E’ uno spettacolo unico che la domenica di Pasqua richiama un numero altissimo di devoti e di visitatori, coinvolti dallo spettacolo del ballo, dove fede e tradizioni popolari si uniscono e la cui drammaticità scaturisce dallo scontro tra cristianesimo e paganesimo. La cerimonia ufficiale è preceduta, all’alba di domenica, da uno sfilare per le strade di gruppi di diavoletti, mentre alle 15 in punto del giorno di Pasqua, secondo la tradizione, un gruppo di giovani sfila per le vie preparandosi alla scena spettacolare del ballo, divisa in cinque quadri quanti sono i quartieri: piazza Barone, via Matteotti, piano Rullo, piazza sant’Anna e piano Crocifisso.

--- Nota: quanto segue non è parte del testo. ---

use std::time::Duration;

/// How long a cached quote short-circuits the network.
pub const DEFAULT_QUOTE_TTL: Duration = Duration::from_secs(15);

/// Timeout for one primary quote request.
pub const DEFAULT_PRIMARY_TIMEOUT: Duration = Duration::from_secs(8);

/// Timeout for one backup quote request.
pub const DEFAULT_BACKUP_TIMEOUT: Duration = Duration::from_secs(5);

/// How long the primary quote source is skipped after a 429.
pub const DEFAULT_PRIMARY_COOLDOWN: Duration = Duration::from_secs(60);

/// Timeout for each daily-series request.
pub const DEFAULT_SERIES_TIMEOUT: Duration = Duration::from_secs(8);

/// How long candles are skipped after a 403 or 429.
pub const DEFAULT_CANDLE_COOLDOWN: Duration = Duration::from_secs(5 * 60);

/// Days of history requested when the caller does not say.
pub const DEFAULT_SERIES_DAYS: u32 = 30;

/// Tunables for [`QuoteResolver`](super::QuoteResolver).
#[derive(Clone, Debug)]
pub struct QuoteResolverConfig {
    /// Maximum age at which a cached quote is served without a fetch.
    pub ttl: Duration,
    pub primary_timeout: Duration,
    pub backup_timeout: Duration,
    pub primary_cooldown: Duration,
}

impl Default for QuoteResolverConfig {
    fn default() -> Self {
        Self {
            ttl: DEFAULT_QUOTE_TTL,
            primary_timeout: DEFAULT_PRIMARY_TIMEOUT,
            backup_timeout: DEFAULT_BACKUP_TIMEOUT,
            primary_cooldown: DEFAULT_PRIMARY_COOLDOWN,
        }
    }
}

/// Tunables for [`SeriesResolver`](super::SeriesResolver).
#[derive(Clone, Debug)]
pub struct SeriesResolverConfig {
    pub primary_timeout: Duration,
    pub backup_timeout: Duration,
    pub candle_cooldown: Duration,
    /// Also arm the candle cooldown on HTTP 403. Finnhub's free tier answers
    /// 403 for candles once the plan quota is gone.
    pub cooldown_on_forbidden: bool,
}

impl Default for SeriesResolverConfig {
    fn default() -> Self {
        Self {
            primary_timeout: DEFAULT_SERIES_TIMEOUT,
            backup_timeout: DEFAULT_SERIES_TIMEOUT,
            candle_cooldown: DEFAULT_CANDLE_COOLDOWN,
            cooldown_on_forbidden: true,
        }
    }
}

A turno tre diavoli vestiti di rosso e con il volto coperto da un’orrenda maschera di latta e corna procedono per strada facendo rumore e richiamando l’attenzione; in mezzo a loro c’è la figura della morte in veste gialla, sotto una maschera che richiama l’antico mito della paura e della tragedia. Armata di balestra, la morte prende di mira i passanti e, dopo un primo falso inchino verso le statue della Madonna e del Cristo, cerca con i tre demoni a passi cadenzati di inserirsi tra i due simulacri, ognuno recato a spalla da otto portatori. I tamburi scandiscono il tempo fino a quando i rappresentanti del Male vengono imprigionati e sconfitti da due angeli con le spade sguainate

 Lo stesso spettacolo viene ripetuto negli altri rioni con simili caratteristiche e lo stesso copione. Molte similitudini ci sono nei riti pasquali di Adrano, in provincia di Catania, dove la domenica di Pasqua si effettua la diavolata, una rappresentazione sacra d’origine medievale con cinque diavoli vestiti di rosso che escono da una botola insieme a Lucifero, alla morte e a un angelo. Il gruppo rappresenta l’eterna lotta del bene che sconfigge il male, della vita che vince sulla morte. Nel cuore dell’isola, a Enna, insieme alle croci si fanno sfilare i 24 simboli del martirio di Cristo: tra questi, la croce, la borsa con i trenta denari, la corona, la lanterna, il gallo, i chiodi e gli arnesi per la flagellazione. Assomiglia più a una sfilata carnevalesca la Pasqua in provincia di Messina con corse, rumore di catene e squilli di trombe. Qui i devoti indossano elmetti sui quali sono dipinti croci, pesci, cuori intrecciati, corni rossi o brevi frasi, tutti motivi tratti dalla simbologia popolare. Infine c’è la spettacolare corsa della Madonna vasa vasa di Modica, in provincia di Ragusa: qui due processioni partono dalla chiesa di Santa Maria di Betlem, una con il Cristo redento e l’altra con la Madonna addolorata, e percorrono le vie cittadine con itinerari diversi che confluiscono in piazza Municipio dove avviene l’incontro e la vasata (il bacio e l’abbraccio) tra madre e figlio.